北極海経由のエネルギー貿易はロシアと中国の絆を強化している。中国は120億ドルを投じてヤマルLNGプロジェクトを支援しており、ロシア産LNGの大口顧客になる見込みだ。北極海航路は、人口の集中する北東部をはじめ中国の大規模な天然ガス需要に対応するのに役立つだろう。さらに、この航路を使えば海賊行為が横行するマラッカ海峡も通らずに済む。

「クリミア併合以降、状況は一変した」と、キイスキーは言う。「ロシアは北極海航路を自国の輸出ルートにし、中国との関係を強化したがっているようだ」

中国は北極海航路を「北極シルクロード」と呼び、習近平(シー・チンピン)国家主席が提唱する数兆ドル規模の広域経済圏構想「一帯一路」と結び付けている。「北極シルクロードは一帯一路の一部となって、これまで以上に重視されている」と、コンリーは言う。

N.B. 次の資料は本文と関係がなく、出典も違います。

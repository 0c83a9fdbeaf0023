//! Render slot bound to one pooled container id.
//!
//! A [`Container`] subscribes to the four binding-store keys of its slot and
//! nothing else. A write for another slot never reaches it, and a pass that
//! leaves its values unchanged produces no callback at all.

use super::anchor::AnchoredOffset;
use super::item_key::ItemKey;
use super::recycler::{MeasureTicket, SlotId};
use super::size_cache::quantize;
use smallvec::SmallVec;
use std::cell::RefCell;
use std::rc::Rc;
use vellum_core::{BindingStore, Subscription};

/// Item a slot is currently bound to.
#[derive(Clone, Debug, PartialEq, Eq)]
pub struct BoundItem {
    pub key: ItemKey,
    pub index: usize,
    /// Binding generation, see [`MeasureTicket`].
    pub generation: u64,
}

impl BoundItem {
    pub fn ticket(&self, slot: SlotId) -> MeasureTicket {
        MeasureTicket {
            slot,
            generation: self.generation,
        }
    }
}

/// Value type of the engine's binding store.
#[derive(Clone, Debug, PartialEq)]
pub enum SlotValue {
    /// `itemKey:<id>`; `None` while the slot is unbound.
    Item(Option<BoundItem>),
    /// `position:<id>`
    Position(AnchoredOffset),
    /// `column:<id>`
    Column(usize),
    /// `trailingGap:<id>`; cross-axis gap after the cell, zero for the last
    /// cell of a row.
    TrailingGap(f32),
}

/// Store key names of one slot.
#[derive(Clone, Debug, PartialEq, Eq)]
pub struct SlotKeys {
    pub item: String,
    pub position: String,
    pub column: String,
    pub trailing_gap: String,
}

impl SlotKeys {
    pub fn new(slot: SlotId) -> Self {
        let id = slot.0;
        Self {
            item: format!("itemKey:{id}"),
            position: format!("position:{id}"),
            column: format!("column:{id}"),
            trailing_gap: format!("trailingGap:{id}"),
        }
    }
}

/// Renders items into views. Supplied by the data source.
pub trait ItemRenderer {
    type View;

    fn render(&mut self, key: &ItemKey, index: usize) -> Self::View;

    /// Called when a slot drops the view of its previous item.
    fn teardown(&mut self, view: Self::View) {
        let _ = view;
    }
}

/// What a container makes of a post-layout measurement.
#[derive(Clone, Copy, Debug, PartialEq)]
pub enum Measurement {
    /// Quantized size to hand to the engine.
    Report { ticket: MeasureTicket, size: f32 },
    /// The slot is unbound; nothing to report.
    Unbound,
    /// Zero or negative extent, treated as not yet known.
    Zero,
    /// Same quantized size as the engine already has.
    SameAsCached,
}

struct SlotState<V> {
    item: Option<BoundItem>,
    view: Option<V>,
    position: AnchoredOffset,
    column: usize,
    trailing_gap: f32,
    renders: u64,
    repositions: u64,
}

pub struct Container<R: ItemRenderer> {
    slot: SlotId,
    state: Rc<RefCell<SlotState<R::View>>>,
    _subscriptions: SmallVec<[Subscription; 4]>,
}

impl<R: ItemRenderer + 'static> Container<R> {
    /// Attaches a render slot to `slot` and renders whatever is currently
    /// bound to it.
    pub fn mount(slot: SlotId, store: &BindingStore<SlotValue>, renderer: Rc<RefCell<R>>) -> Self {
        let keys = SlotKeys::new(slot);
        let state = Rc::new(RefCell::new(SlotState {
            item: None,
            view: None,
            position: AnchoredOffset::default(),
            column: 0,
            trailing_gap: 0.0,
            renders: 0,
            repositions: 0,
        }));

        {
            let mut state = state.borrow_mut();
            if let Some(SlotValue::Position(position)) = store.get(&keys.position) {
                state.position = position;
            }
            if let Some(SlotValue::Column(column)) = store.get(&keys.column) {
                state.column = column;
            }
            if let Some(SlotValue::TrailingGap(gap)) = store.get(&keys.trailing_gap) {
                state.trailing_gap = gap;
            }
        }
        if let Some(SlotValue::Item(item)) = store.get(&keys.item) {
            apply_item(&state, &renderer, item.as_ref());
        }

        let mut subscriptions = SmallVec::new();

        let item_state = Rc::clone(&state);
        subscriptions.push(store.subscribe(&keys.item, move |value: &SlotValue| {
            if let SlotValue::Item(item) = value {
                apply_item(&item_state, &renderer, item.as_ref());
            }
        }));

        let position_state = Rc::clone(&state);
        subscriptions.push(store.subscribe(&keys.position, move |value: &SlotValue| {
            if let SlotValue::Position(position) = value {
                let mut state = position_state.borrow_mut();
                state.position = *position;
                state.repositions += 1;
            }
        }));

        let column_state = Rc::clone(&state);
        subscriptions.push(store.subscribe(&keys.column, move |value: &SlotValue| {
            if let SlotValue::Column(column) = value {
                let mut state = column_state.borrow_mut();
                state.column = *column;
                state.repositions += 1;
            }
        }));

        let gap_state = Rc::clone(&state);
        subscriptions.push(store.subscribe(&keys.trailing_gap, move |value: &SlotValue| {
            if let SlotValue::TrailingGap(gap) = value {
                gap_state.borrow_mut().trailing_gap = *gap;
            }
        }));

        Self {
            slot,
            state,
            _subscriptions: subscriptions,
        }
    }
}

impl<R: ItemRenderer> Container<R> {
    pub fn slot(&self) -> SlotId {
        self.slot
    }

    pub fn item(&self) -> Option<BoundItem> {
        self.state.borrow().item.clone()
    }

    /// Whether the slot currently shows a view. Unbound slots render nothing.
    pub fn is_rendering(&self) -> bool {
        self.state.borrow().view.is_some()
    }

    pub fn with_view<T>(&self, f: impl FnOnce(Option<&R::View>) -> T) -> T {
        f(self.state.borrow().view.as_ref())
    }

    pub fn position(&self) -> AnchoredOffset {
        self.state.borrow().position
    }

    pub fn column(&self) -> usize {
        self.state.borrow().column
    }

    pub fn trailing_gap(&self) -> f32 {
        self.state.borrow().trailing_gap
    }

    /// Number of times a view was rendered for new content.
    pub fn render_count(&self) -> u64 {
        self.state.borrow().renders
    }

    /// Number of position or column updates received.
    pub fn reposition_count(&self) -> u64 {
        self.state.borrow().repositions
    }

    /// Turns a raw post-layout extent into a report for the engine.
    ///
    /// `cached` is the engine's current size for the bound key.
    pub fn measured(&self, raw: f32, cached: Option<f32>) -> Measurement {
        let state = self.state.borrow();
        let Some(item) = state.item.as_ref() else {
            return Measurement::Unbound;
        };
        let size = if raw.is_finite() { quantize(raw) } else { 0.0 };
        if size <= 0.0 {
            log::debug!(
                "container {} reported zero extent for item {}; ignored",
                self.slot,
                item.key
            );
            return Measurement::Zero;
        }
        if cached == Some(size) {
            return Measurement::SameAsCached;
        }
        Measurement::Report {
            ticket: item.ticket(self.slot),
            size,
        }
    }
}

fn apply_item<R: ItemRenderer>(
    state: &Rc<RefCell<SlotState<R::View>>>,
    renderer: &Rc<RefCell<R>>,
    next: Option<&BoundItem>,
) {
    let mut state = state.borrow_mut();
    let same_content = match (state.item.as_ref(), next) {
        (Some(current), Some(next)) => {
            current.key == next.key && current.generation == next.generation
        }
        (None, None) => true,
        _ => false,
    };
    if same_content {
        // Index-only moves keep the rendered view.
        state.item = next.cloned();
        return;
    }

    if let Some(view) = state.view.take() {
        renderer.borrow_mut().teardown(view);
    }
    state.item = next.cloned();
    if let Some(item) = next {
        state.view = Some(renderer.borrow_mut().render(&item.key, item.index));
        state.renders += 1;
    }
}

#[cfg(test)]
mod tests {
    use super::*;

    #[derive(Default)]
    struct Log {
        rendered: Vec<ItemKey>,
        torn_down: Vec<ItemKey>,
    }

    impl ItemRenderer for Log {
        type View = ItemKey;

        fn render(&mut self, key: &ItemKey, _index: usize) -> ItemKey {
            self.rendered.push(key.clone());
            key.clone()
        }

        fn teardown(&mut self, view: ItemKey) {
            self.torn_down.push(view);
        }
    }

    fn bound(key: &str, index: usize, generation: u64) -> SlotValue {
        SlotValue::Item(Some(BoundItem {
            key: ItemKey::from(key),
            index,
            generation,
        }))
    }

    #[test]
    fn renders_on_bind_and_tears_down_on_unbind() {
        let store = BindingStore::new();
        let renderer = Rc::new(RefCell::new(Log::default()));
        let container = Container::mount(SlotId(0), &store, Rc::clone(&renderer));
        assert!(!container.is_rendering());

        store.set("itemKey:0", bound("a", 0, 1));
        assert!(container.is_rendering());
        assert_eq!(renderer.borrow().rendered, vec![ItemKey::from("a")]);

        store.set("itemKey:0", SlotValue::Item(None));
        assert!(!container.is_rendering());
        assert_eq!(renderer.borrow().torn_down, vec![ItemKey::from("a")]);
    }

    #[test]
    fn rebind_replaces_view() {
        let store = BindingStore::new();
        let renderer = Rc::new(RefCell::new(Log::default()));
        let container = Container::mount(SlotId(3), &store, Rc::clone(&renderer));

        store.set("itemKey:3", bound("a", 0, 1));
        store.set("itemKey:3", bound("b", 7, 3));

        assert_eq!(container.with_view(|view| view.cloned()), Some(ItemKey::from("b")));
        assert_eq!(container.render_count(), 2);
        assert_eq!(renderer.borrow().torn_down, vec![ItemKey::from("a")]);
    }

    #[test]
    fn index_shift_keeps_view() {
        let store = BindingStore::new();
        let renderer = Rc::new(RefCell::new(Log::default()));
        let container = Container::mount(SlotId(0), &store, Rc::clone(&renderer));

        store.set("itemKey:0", bound("a", 10, 1));
        store.set("itemKey:0", bound("a", 15, 1));

        assert_eq!(container.render_count(), 1);
        assert_eq!(container.item().map(|item| item.index), Some(15));
    }

    #[test]
    fn ignores_other_slots() {
        let store = BindingStore::new();
        let renderer = Rc::new(RefCell::new(Log::default()));
        let container = Container::mount(SlotId(0), &store, renderer);

        store.set("position:1", SlotValue::Position(AnchoredOffset::FromStart(40.0)));
        store.set("column:1", SlotValue::Column(2));

        assert_eq!(container.reposition_count(), 0);
        assert_eq!(container.position(), AnchoredOffset::FromStart(0.0));
    }

    #[test]
    fn mount_reads_existing_values() {
        let store = BindingStore::new();
        store.set("itemKey:2", bound("x", 4, 1));
        store.set("column:2", SlotValue::Column(1));
        store.set("trailingGap:2", SlotValue::TrailingGap(8.0));

        let container = Container::mount(SlotId(2), &store, Rc::new(RefCell::new(Log::default())));

        assert!(container.is_rendering());
        assert_eq!(container.column(), 1);
        assert_eq!(container.trailing_gap(), 8.0);
    }

    #[test]
    fn measurement_filtering() {
        let store = BindingStore::new();
        let container = Container::mount(SlotId(0), &store, Rc::new(RefCell::new(Log::default())));
        assert_eq!(container.measured(120.0, None), Measurement::Unbound);

        store.set("itemKey:0", bound("a", 0, 4));
        assert_eq!(container.measured(0.0, None), Measurement::Zero);
        assert_eq!(container.measured(199.94, Some(200.0)), Measurement::SameAsCached);
        assert_eq!(
            container.measured(199.96, None),
            Measurement::Report {
                ticket: MeasureTicket {
                    slot: SlotId(0),
                    generation: 4
                },
                size: 200.0
            }
        );
    }
}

一方、アメリカは出遅れている。オバマ前政権下で北極が注目を浴びたのは気候変動絡み。トランプ政権はアラスカ沖の北極圏海域でのエネルギー開発を推進する以外、北極を優先課題とはしていない。「誰も緊急課題と考えておらず、予算もない」と、コンリーは言う。「その隙にロシアと中国は北極での利権と活動を拡大する一方だ」

アメリカが北極の重要性に気付く頃には、もう手遅れかもしれない。